September 14, 2012  |  Loan-America.com Insights

In today’s US real estate market, mortgage rates are hovering near record lows, some claiming these to be the lowest in nearly a century, which bode well for prospective new buyers or re-mortgaging consumers.[1] 

The mortgage rates for the week ending Sept.13, 2012 include the following:

-  30-year FRM averaged 3.55 percent this week, unchanged from last week. Last year at this time, the 30-year FRM average was 4.09 percent.[2]

-  15-year FRM this week averaged 2.85 percent, down slightly from last week's average of 2.86 percent. One year ago, the 15-year FRM averaged 3.30 percent. [3]

Mortgage Rates 30 year

Factors contributing to keeping US Treasury bond yields low and, in turn, interest rates at unprecedentedly low levels include turmoil in world economy, investor concern with the European debt and bond markets, and a shaky economic recovery back in the US.

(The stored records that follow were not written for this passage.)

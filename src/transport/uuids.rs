//! GATT identifiers for the Nordic UART service

use uuid::Uuid;

/// Nordic UART service.
pub const NUS_SERVICE: Uuid = Uuid::from_u128(0x6E400001_B5A3_F393_E0A9_E50E24DCCA9E);
/// Host → lens writes (RX on the lens side).
pub const NUS_RX: Uuid = Uuid::from_u128(0x6E400002_B5A3_F393_E0A9_E50E24DCCA9E);
/// Lens → host notifications (TX on the lens side).
pub const NUS_TX: Uuid = Uuid::from_u128(0x6E400003_B5A3_F393_E0A9_E50E24DCCA9E);
/// Client characteristic configuration descriptor.
pub const CCCD: Uuid = Uuid::from_u128(0x00002902_0000_1000_8000_00805F9B34FB);

/// Notification enable value.
pub const CCCD_NOTIFY: [u8; 2] = [0x01, 0x00];
/// Notify + indicate, accepted by some firmware builds that reject the plain
/// notify value.
pub const CCCD_NOTIFY_INDICATE: [u8; 2] = [0x03, 0x00];

/// Default ATT MTU before negotiation.
pub const DEFAULT_MTU: u16 = 23;

#[cfg(test)]
mod tests {
    use super::*;

    #[test]
    fn constants_match_published_identifiers() {
        assert_eq!(NUS_SERVICE, Uuid::parse_str("6e400001-b5a3-f393-e0a9-e50e24dcca9e").unwrap());
        assert_eq!(NUS_TX.to_string(), "6e400003-b5a3-f393-e0a9-e50e24dcca9e");
        assert_eq!(CCCD, Uuid::parse_str("00002902-0000-1000-8000-00805F9B34FB").unwrap());
        assert_ne!(NUS_RX, NUS_TX);
    }
}
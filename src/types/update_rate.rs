//! Update rate control for snapshot streams

use serde::{Deserialize, Serialize};
use std::time::Duration;

/// Update rate for snapshot streams.
///
/// Snapshots are produced per inbound event, so there is no fixed source
/// frequency. `Max(hz)` caps delivery; `Max(0)` is treated as uncapped.
#[derive(Debug, Clone, Copy, PartialEq, Eq, Default, Serialize, Deserialize)]
#[serde(rename_all = "snake_case")]
pub enum UpdateRate {
    /// Every snapshot, as soon as it is published
    #[default]
    Native,

    /// At most this many snapshots per second (latest wins)
    Max(u32),
}

impl UpdateRate {
    /// Collapse degenerate caps to `Native`.
    pub fn normalize(self) -> Self {
        match self {
            UpdateRate::Max(0) => UpdateRate::Native,
            other => other,
        }
    }

    pub fn needs_throttle(self) -> bool {
        matches!(self.normalize(), UpdateRate::Max(_))
    }

    /// Minimum spacing between delivered snapshots, if capped.
    pub fn throttle_interval(self) -> Option<Duration> {
        match self.normalize() {
            UpdateRate::Native => None,
            UpdateRate::Max(hz) => Some(Duration::from_secs_f64(1.0 / hz as f64)),
        }
    }
}

#[cfg(test)]
mod tests {
    use super::*;

    #[test]
    fn zero_cap_is_native() {
        assert_eq!(UpdateRate::Max(0).normalize(), UpdateRate::Native);
        assert!(!UpdateRate::Max(0).needs_throttle());
        assert_eq!(UpdateRate::Max(0).throttle_interval(), None);
    }

    #[test]
    fn capped_rate_yields_interval() {
        assert!(UpdateRate::Max(4).needs_throttle());
        assert_eq!(UpdateRate::Max(4).throttle_interval(), Some(Duration::from_millis(250)));
        assert_eq!(UpdateRate::Native.throttle_interval(), None);
    }

    #[test]
    fn native_parses_from_plain_scalar() {
        let rate: UpdateRate = serde_yaml_ng::from_str("native").unwrap();
        assert_eq!(rate, UpdateRate::Native);
    }
}
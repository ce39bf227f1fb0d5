//! BLE transport: the GATT peripheral seam and the per-lens UART client

#[cfg(feature = "btleplug")]
pub mod btle;
pub mod client;
pub mod peripheral;
pub mod uuids;

#[cfg(feature = "btleplug")]
pub use btle::BtlePeripheral;
pub use client::UartClient;
pub use peripheral::{Peripheral, PeripheralEvent, ServiceInfo};
//! Per-lens liveness pings.
//!
//! [`HeartbeatSchedule`] holds the state machine; [`HeartbeatSupervisor`]
//! runs it on a single task and writes through a [`HeartbeatSender`].

mod schedule;
mod supervisor;

pub use schedule::{
    GateReason, HeartbeatEvent, HeartbeatResult, HeartbeatSchedule, LensHeartbeatState, TickPlan,
};
pub use supervisor::{HeartbeatSender, HeartbeatSupervisor, JitterSource, RandomJitter};
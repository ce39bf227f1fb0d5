//! Engine configuration.
//!
//! Every section has working defaults, so an empty YAML document is a valid
//! configuration. Durations are expressed in milliseconds.
//!
//! ```rust
//! use lenslink::EngineConfig;
//!
//! let config = EngineConfig::from_yaml_str("heartbeat:\n  base_interval_ms: 8000\n").unwrap();
//! assert_eq!(config.heartbeat.base_interval_ms, 8000);
//! assert_eq!(config.burst.chunk_size, 180);
//! ```

use std::path::Path;
use std::time::Duration;

use serde::{Deserialize, Serialize};

use crate::burst::MAX_CHUNK_SIZE;
use crate::types::UpdateRate;
use crate::{LinkError, Result};

/// Top-level configuration for a [`crate::LensLink`] engine.
#[derive(Debug, Clone, Default, PartialEq, Serialize, Deserialize)]
#[serde(default)]
pub struct EngineConfig {
    pub transport: TransportConfig,
    pub heartbeat: HeartbeatConfig,
    pub paginator: PaginatorConfig,
    pub burst: BurstConfig,
    pub validator: ValidatorConfig,
    pub events: EventConfig,
}

impl EngineConfig {
    pub fn from_yaml_str(yaml: &str) -> Result<Self> {
        let config: EngineConfig = if yaml.trim().is_empty() {
            EngineConfig::default()
        } else {
            serde_yaml_ng::from_str(yaml)?
        };
        config.validate()?;
        Ok(config)
    }

    pub fn from_yaml_file(path: impl AsRef<Path>) -> Result<Self> {
        let path = path.as_ref();
        let yaml = std::fs::read_to_string(path)
            .map_err(|source| LinkError::ConfigFile { path: path.to_path_buf(), source })?;
        Self::from_yaml_str(&yaml)
    }

    /// Reject values that would stall a loop or allocate nothing.
    pub fn validate(&self) -> Result<()> {
        fn positive(name: &str, value: u64) -> Result<()> {
            if value == 0 {
                return Err(LinkError::invalid_config(format!("{name} must be greater than zero")));
            }
            Ok(())
        }

        positive("transport.frame_capacity", self.transport.frame_capacity as u64)?;
        positive("transport.arm_timeout_ms", self.transport.arm_timeout_ms)?;
        positive("transport.desired_mtu", self.transport.desired_mtu as u64)?;
        positive("heartbeat.base_interval_ms", self.heartbeat.base_interval_ms)?;
        positive("heartbeat.idle_poll_ms", self.heartbeat.idle_poll_ms)?;
        positive("heartbeat.rebond_threshold", self.heartbeat.rebond_threshold as u64)?;
        positive("paginator.target_width_px", self.paginator.target_width_px as u64)?;
        positive("paginator.font_size_px", self.paginator.font_size_px as u64)?;
        positive("burst.chunk_size", self.burst.chunk_size as u64)?;
        if self.burst.chunk_size > MAX_CHUNK_SIZE {
            return Err(LinkError::invalid_config(format!(
                "burst.chunk_size must be at most {MAX_CHUNK_SIZE}"
            )));
        }
        positive("burst.queue_capacity", self.burst.queue_capacity as u64)?;
        positive("validator.check_interval_ms", self.validator.check_interval_ms)?;
        positive("validator.flap_window_ms", self.validator.flap_window_ms)?;
        positive("events.capacity", self.events.capacity as u64)?;
        positive("events.ack_timeout_ms", self.events.ack_timeout_ms)?;
        if self.heartbeat.jitter_ms >= self.heartbeat.base_interval_ms {
            return Err(LinkError::invalid_config(
                "heartbeat.jitter_ms must be smaller than heartbeat.base_interval_ms",
            ));
        }
        Ok(())
    }
}

#[derive(Debug, Clone, PartialEq, Serialize, Deserialize)]
#[serde(default)]
pub struct TransportConfig {
    pub desired_mtu: u16,
    /// Pause between bring-up steps (MTU request, notification arming)
    pub step_delay_ms: u64,
    pub arm_timeout_ms: u64,
    /// Extra arming attempts after the first pair of encodings fails
    pub arm_retries: u32,
    pub arm_retry_delay_ms: u64,
    /// Write `ver\n` once after arming
    pub warm_up: bool,
    /// Broadcast capacity for raw inbound frames
    pub frame_capacity: usize,
    /// RSSI polling period; `None` disables polling
    pub rssi_poll_interval_ms: Option<u64>,
}

impl Default for TransportConfig {
    fn default() -> Self {
        Self {
            desired_mtu: 498,
            step_delay_ms: 200,
            arm_timeout_ms: 1_000,
            arm_retries: 3,
            arm_retry_delay_ms: 300,
            warm_up: false,
            frame_capacity: 64,
            rssi_poll_interval_ms: None,
        }
    }
}

impl TransportConfig {
    pub fn step_delay(&self) -> Duration {
        Duration::from_millis(self.step_delay_ms)
    }

    pub fn arm_timeout(&self) -> Duration {
        Duration::from_millis(self.arm_timeout_ms)
    }

    pub fn arm_retry_delay(&self) -> Duration {
        Duration::from_millis(self.arm_retry_delay_ms)
    }
}

#[derive(Debug, Clone, PartialEq, Serialize, Deserialize)]
#[serde(default)]
pub struct HeartbeatConfig {
    pub base_interval_ms: u64,
    /// Symmetric jitter applied to every interval (`base ± jitter`)
    pub jitter_ms: u64,
    /// Floor for every wait, and the poll period when nothing is scheduled
    pub idle_poll_ms: u64,
    /// Miss count at which the lens is reported as needing a rebond
    pub rebond_threshold: u32,
}

impl Default for HeartbeatConfig {
    fn default() -> Self {
        Self { base_interval_ms: 5_000, jitter_ms: 0, idle_poll_ms: 1_000, rebond_threshold: 3 }
    }
}

#[derive(Debug, Clone, PartialEq, Serialize, Deserialize)]
#[serde(default)]
pub struct PaginatorConfig {
    pub target_width_px: u32,
    pub font_size_px: u32,
    /// Slot count per packet part; each screen holds their sum
    pub lines_per_screen: Vec<usize>,
}

impl Default for PaginatorConfig {
    fn default() -> Self {
        Self { target_width_px: 488, font_size_px: 21, lines_per_screen: vec![3, 2] }
    }
}

#[derive(Debug, Clone, PartialEq, Serialize, Deserialize)]
#[serde(default)]
pub struct BurstConfig {
    /// Payload bytes per chunk
    pub chunk_size: usize,
    pub inter_chunk_delay_ms: u64,
    pub queue_capacity: usize,
}

impl Default for BurstConfig {
    fn default() -> Self {
        Self { chunk_size: 180, inter_chunk_delay_ms: 30, queue_capacity: 16 }
    }
}

#[derive(Debug, Clone, PartialEq, Serialize, Deserialize)]
#[serde(default)]
pub struct ValidatorConfig {
    pub check_interval_ms: u64,
    pub voltage_drift_mv: u32,
    /// The drift must persist strictly longer than this before warning
    pub drift_duration_ms: u64,
    pub flap_window_ms: u64,
    pub flap_threshold: usize,
    pub flap_history: usize,
}

impl Default for ValidatorConfig {
    fn default() -> Self {
        Self {
            check_interval_ms: 10_000,
            voltage_drift_mv: 200,
            drift_duration_ms: 30_000,
            flap_window_ms: 5_000,
            flap_threshold: 2,
            flap_history: 10,
        }
    }
}

#[derive(Debug, Clone, PartialEq, Serialize, Deserialize)]
#[serde(default)]
pub struct EventConfig {
    /// Broadcast capacity for typed events and console lines
    pub capacity: usize,
    /// How long request helpers wait for a matching reply
    pub ack_timeout_ms: u64,
    /// Same gesture code on the same lens inside this window is dropped
    pub gesture_dedupe_ms: u64,
    pub snapshot_rate: UpdateRate,
}

impl Default for EventConfig {
    fn default() -> Self {
        Self {
            capacity: 256,
            ack_timeout_ms: 2_000,
            gesture_dedupe_ms: 120,
            snapshot_rate: UpdateRate::Native,
        }
    }
}

impl EventConfig {
    pub fn ack_timeout(&self) -> Duration {
        Duration::from_millis(self.ack_timeout_ms)
    }
}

In addition, just yesterday, the Fed announced a new policy – “quantitative easing” – meant to stimulate the economy through a round of bond purchases targeting the mortgage market. This entails the central bank purchasing $85 billion in bonds per month through the rest of the year, and then $40 billion per month indefinitely until the economy requires less support.[4] The policy is intended to continue driving interests rates even lower to help support lending, borrowing and spending.[5] The Fed also supported their policy with strong language claiming they would extend plans to maintain interest rates at ultra-low levels through into mid 2015, and continue supporting the economy “for a considerable time after the economic recovery strengthens.”[6]

What does this mean for consumers and prospective buyers? Well, consumers should look to take advantage of the low rates by getting into the market or re-mortgaging their current deal to lock in at a lower fixed rate as soon as possible.